Title: Treatment of Ingrown Toenails Using a Shape Memory Alloy Plate

Author: Masaaki Egawa, M.D., D.M.Sc.
Egawa Clinic for Hand and Orthopaedic Surgery

The author has been using a shape memory alloy plate (SMA plate, Tama Medical, Japan) to treat ingrown toenails since February 1996, and has evaluated the effectiveness of this method.

Materials & Methods
The shape memory alloy plate(SMA plate) method was used to treat 70 ingrown toenails in 43 patients (6 male, 37 female) at the author's clinic between February 1996 and August 1997. In each case the follow-up period exceeded 2 months.
The SMA plate is made of nickel-titanium alloy which returns to its memorized flat shape at a tempurature above 45゜Celcius.

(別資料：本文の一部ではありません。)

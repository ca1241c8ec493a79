use crate::{AgentCard, WELL_KNOWN_CARD_PATH};
use serde_json::{json, Value};
use std::time::Duration;
use weft_core::rpc::{methods, JsonRpcRequest, JsonRpcResponse};
use weft_core::{Result, WeftError};

/// Client for talking to another agent over its JSON-RPC surface.
///
/// Shares the framing, error taxonomy and deadline contract of the tool
/// client. Peer invocations never share this agent's sessions: callers pass
/// a fresh or deliberately chosen session id.
#[derive(Clone, Default)]
pub struct PeerClient {
    http: reqwest::Client,
}

impl PeerClient {
    pub fn new() -> Self {
        Self::default()
    }

    /// Fetch and decode the card at the peer's well-known path.
    pub async fn fetch_agent_card(&self, base_url: &str, timeout: Duration) -> Result<AgentCard> {
        let url = format!("{}{}", base_url.trim_end_matches('/'), WELL_KNOWN_CARD_PATH);
        let response = tokio::time::timeout(timeout, self.http.get(&url).send())
            .await
            .map_err(|_| WeftError::Timeout(format!("agent card from {}", url)))?
            .map_err(transport_error)?;

        if !response.status().is_success() {
            return Err(WeftError::Transport(format!(
                "agent card fetch failed: HTTP {}",
                response.status()
            )));
        }

        response
            .json::<AgentCard>()
            .await
            .map_err(|e| WeftError::Protocol(format!("malformed agent card: {}", e)))
    }

    /// Send one user message and extract the final agent reply text.
    pub async fn send_message(
        &self,
        base_url: &str,
        text: &str,
        session_id: Option<&str>,
        timeout: Duration,
    ) -> Result<String> {
        let session_id = session_id
            .map(|s| s.to_string())
            .unwrap_or_else(|| uuid::Uuid::new_v4().to_string());
        let request = JsonRpcRequest::new(
            methods::MESSAGE_SEND,
            json!({
                "message": { "content": text },
                "sessionId": session_id
            }),
        );

        let url = format!("{}/", base_url.trim_end_matches('/'));
        let send = self.http.post(&url).json(&request).send();
        let response = tokio::time::timeout(timeout, send)
            .await
            .map_err(|_| WeftError::Timeout(format!("message/send to {}", url)))?
            .map_err(transport_error)?;

        if !response.status().is_success() {
            return Err(WeftError::Transport(format!(
                "message/send failed: HTTP {}",
                response.status()
            )));
        }

        let decoded: JsonRpcResponse = response
            .json()
            .await
            .map_err(|e| WeftError::Protocol(format!("not a JSON-RPC response: {}", e)))?;

        if let Some(error) = decoded.error {
            return Err(WeftError::Remote {
                code: error.code,
                message: error.message,
                data: error.data,
            });
        }

        let result = decoded
            .result
            .ok_or_else(|| WeftError::Protocol("response without result or error".into()))?;
        extract_reply(&result)
    }
}

/// Pull the terminal reply out of a `message/send` result, preserving an
/// embedded failure as a remote error.
fn extract_reply(result: &Value) -> Result<String> {
    let status = result.get("status").and_then(|v| v.as_str()).unwrap_or_default();
    if status != "completed" {
        let (code, message) = match result.get("error") {
            Some(err) => (
                err.get("code").and_then(|v| v.as_i64()).unwrap_or(-32000),
                err.get("message")
                    .and_then(|v| v.as_str())
                    .unwrap_or("peer task did not complete")
                    .to_string(),
            ),
            None => (-32000, format!("peer task ended as '{}'", status)),
        };
        return Err(WeftError::Remote { code, message, data: Some(result.clone()) });
    }

    result
        .pointer("/result/message/content")
        .and_then(|v| v.as_str())
        .map(|s| s.to_string())
        .ok_or_else(|| WeftError::Protocol("completed task without reply content".into()))
}

fn transport_error(err: reqwest::Error) -> WeftError {
    if err.is_timeout() {
        WeftError::Timeout(err.to_string())
    } else {
        WeftError::Transport(err.to_string())
    }
}
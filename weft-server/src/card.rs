use std::sync::{Arc, RwLock};
use weft_a2a::{AgentCard, AgentSkill};
use weft_core::AgentConfig;
use weft_registry::CapabilityRegistry;

/// Project the public card from static config plus the current registry
/// snapshot. Every exposed function key becomes one skill entry, so tool
/// names map one-to-one and peer skills arrive already namespaced by the
/// peer's addressable name.
pub fn build_agent_card(config: &AgentConfig, registry: &CapabilityRegistry) -> AgentCard {
    let mut skills: Vec<AgentSkill> = registry
        .list()
        .into_iter()
        .flat_map(|capability| capability.functions)
        .map(|function| AgentSkill::new(function.name, function.description))
        .collect();
    skills.push(AgentSkill::new(
        "general_conversation",
        "General conversational replies from the configured model",
    ));

    AgentCard::builder()
        .name(config.display_name.clone())
        .agent_id(config.agent_id.clone())
        .description(config.description.clone())
        .greeting(config.greeting.clone())
        .instructions(config.instructions.clone())
        .version(config.version.clone())
        .url(format!("http://0.0.0.0:{}/", config.port))
        .skills(skills)
        .build()
}

/// Lazily re-rendered card: any registry change invalidates the cache, and
/// the next read renders against the new snapshot before returning.
pub struct CardCache {
    config: Arc<AgentConfig>,
    registry: Arc<CapabilityRegistry>,
    cached: RwLock<(u64, AgentCard)>,
}

impl CardCache {
    pub fn new(config: Arc<AgentConfig>, registry: Arc<CapabilityRegistry>) -> Self {
        let card = build_agent_card(&config, &registry);
        let generation = registry.generation();
        Self { config, registry, cached: RwLock::new((generation, card)) }
    }

    pub fn current(&self) -> AgentCard {
        let generation = self.registry.generation();
        {
            let cached = self.cached.read().unwrap();
            if cached.0 == generation {
                return cached.1.clone();
            }
        }

        let card = build_agent_card(&self.config, &self.registry);
        let mut cached = self.cached.write().unwrap();
        // a later render may already have landed; keep whichever is newest
        if cached.0 <= generation {
            *cached = (generation, card.clone());
        }
        card
    }
}
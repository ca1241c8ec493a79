use std::sync::Arc;
use std::time::Instant;
use tokio::sync::watch;
use tracing::{info, warn};
use weft_core::{AgentConfig, Content, Llm, LlmRequest, Part, Result, WeftError};
use weft_registry::{CapabilityRegistry, RegistrySnapshot};
use weft_session::{ChatTurn, SessionStore, TurnRole};

/// Produces the assistant reply for one inbound user message.
///
/// A turn holds its session's gate for its full duration, so turns within a
/// session are serialized while distinct sessions run in parallel. The model
/// adapter is re-fed the full recorded history on every iteration; capability
/// failures are reified into the conversation rather than aborting the turn.
pub struct TurnExecutor {
    config: Arc<AgentConfig>,
    llm: Arc<dyn Llm>,
    sessions: Arc<SessionStore>,
    registry: Arc<CapabilityRegistry>,
}

impl TurnExecutor {
    pub fn new(
        config: Arc<AgentConfig>,
        llm: Arc<dyn Llm>,
        sessions: Arc<SessionStore>,
        registry: Arc<CapabilityRegistry>,
    ) -> Self {
        Self { config, llm, sessions, registry }
    }

    /// Run one turn. `cancel` flips to true when the owning task is
    /// cancelled; the turn observes it at the next suspension point,
    /// abandoning any in-flight call.
    pub async fn run_turn(
        &self,
        session_id: &str,
        user_text: &str,
        mut cancel: watch::Receiver<bool>,
    ) -> Result<String> {
        let gate = self.sessions.turn_gate(session_id);
        let _turn = gate.lock().await;

        let deadline = Instant::now() + self.config.turn_deadline();
        self.sessions.get_or_create(session_id);
        self.sessions.append(session_id, ChatTurn::user(user_text));

        let snapshot = self.registry.snapshot();
        let system_instruction = self.system_prompt(&snapshot);
        info!(
            session_id,
            functions = snapshot.functions.len(),
            "turn started"
        );

        let mut calls_used: u32 = 0;
        loop {
            if *cancel.borrow() {
                return Err(WeftError::Cancelled);
            }

            let request = LlmRequest {
                model: self.config.llm_model.clone(),
                system_instruction: system_instruction.clone(),
                contents: contents_from_history(&self.sessions.snapshot(session_id)),
                functions: snapshot.functions.clone(),
            };

            let remaining = deadline.saturating_duration_since(Instant::now());
            if remaining.is_zero() {
                return Err(WeftError::Timeout("turn deadline elapsed".into()));
            }
            let response = tokio::select! {
                outcome = tokio::time::timeout(remaining, self.llm.generate(request)) => {
                    outcome.map_err(|_| WeftError::Timeout("turn deadline elapsed".into()))??
                }
                _ = cancel_signal(&mut cancel) => return Err(WeftError::Cancelled),
            };

            let calls = response.function_calls();
            if calls.is_empty() {
                let reply = response.final_text();
                self.sessions.append(session_id, ChatTurn::assistant(reply.clone()));
                info!(session_id, calls_used, "turn complete");
                return Ok(reply);
            }

            for (key, args) in calls {
                calls_used += 1;
                if calls_used > self.config.max_tool_calls_per_turn {
                    return Err(WeftError::CapacityExceeded(format!(
                        "turn exceeded {} capability calls",
                        self.config.max_tool_calls_per_turn
                    )));
                }

                self.sessions
                    .append(session_id, ChatTurn::capability_call(&key, args.clone()));

                let remaining = deadline.saturating_duration_since(Instant::now());
                if remaining.is_zero() {
                    return Err(WeftError::Timeout("turn deadline elapsed".into()));
                }
                let outcome = tokio::select! {
                    outcome = self.registry.invoke(&key, args, remaining) => outcome,
                    _ = cancel_signal(&mut cancel) => return Err(WeftError::Cancelled),
                };

                match outcome {
                    Ok(result) => {
                        self.sessions
                            .append(session_id, ChatTurn::capability_result(&key, result));
                    }
                    Err(err) if err.is_fatal_to_turn() => return Err(err),
                    Err(err) => {
                        warn!(session_id, capability = %key, error = %err, "capability call failed");
                        self.sessions
                            .append(session_id, ChatTurn::capability_error(&key, &err));
                    }
                }
            }
        }
    }

    fn system_prompt(&self, snapshot: &RegistrySnapshot) -> String {
        let mut prompt = self.config.base_system_prompt.clone();
        if !self.config.personality.is_empty() {
            prompt.push_str("\n\n");
            prompt.push_str(&self.config.personality);
        }
        prompt.push_str("\n\nAvailable capabilities: ");
        if snapshot.functions.is_empty() {
            prompt.push_str("none attached.");
        } else {
            for function in &snapshot.functions {
                prompt.push_str(&format!("\n- {}: {}", function.name, function.description));
            }
        }
        prompt
    }
}

/// Resolves when the cancel flag flips to true; never resolves once the
/// sender is gone (an orphaned turn just runs to its deadline).
async fn cancel_signal(rx: &mut watch::Receiver<bool>) {
    if rx.wait_for(|cancelled| *cancelled).await.is_err() {
        std::future::pending::<()>().await;
    }
}

/// Map the recorded history into model-adapter contents, preserving order.
fn contents_from_history(history: &[ChatTurn]) -> Vec<Content> {
    history
        .iter()
        .map(|turn| match turn.role {
            TurnRole::User => Content::new("user").with_text(&turn.content),
            TurnRole::Assistant => Content::new("model").with_text(&turn.content),
            TurnRole::CapabilityCall => Content::new("model").with_part(Part::function_call(
                turn.capability.clone().unwrap_or_default(),
                turn.payload.clone().unwrap_or(serde_json::Value::Null),
            )),
            TurnRole::CapabilityResult => Content::new("function").with_part(
                Part::function_response(
                    turn.capability.clone().unwrap_or_default(),
                    turn.payload.clone().unwrap_or(serde_json::Value::Null),
                ),
            ),
        })
        .collect()
}

#[cfg(test)]
mod tests {
    use super::*;

    #[test]
    fn test_contents_mapping_preserves_order_and_roles() {
        let history = vec![
            ChatTurn::user("hi"),
            ChatTurn::capability_call("echo", serde_json::json!({"text": "hi"})),
            ChatTurn::capability_result("echo", serde_json::json!("hi")),
            ChatTurn::assistant("done"),
        ];
        let contents = contents_from_history(&history);
        assert_eq!(contents.len(), 4);
        assert_eq!(contents[0].role, "user");
        assert_eq!(contents[1].role, "model");
        assert_eq!(contents[2].role, "function");
        assert_eq!(contents[3].role, "model");
        assert!(matches!(contents[1].parts[0], Part::FunctionCall { .. }));
        assert!(matches!(contents[2].parts[0], Part::FunctionResponse { .. }));
    }
}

The plate is 3 mm wide, 20 mm long and 0.2 mm thick.
To treat a patient, the plate is first bent and adjusted to the contour of the nail, then glued to the nail's surface using a surgical adhesive such as Alonalfa-A(Sankyo, Japan). The patient is then instructed to expose the plate to a temperature of more than 45゜Celcius using a hair drier or similar device for approximately 10 seconds two or three times per day.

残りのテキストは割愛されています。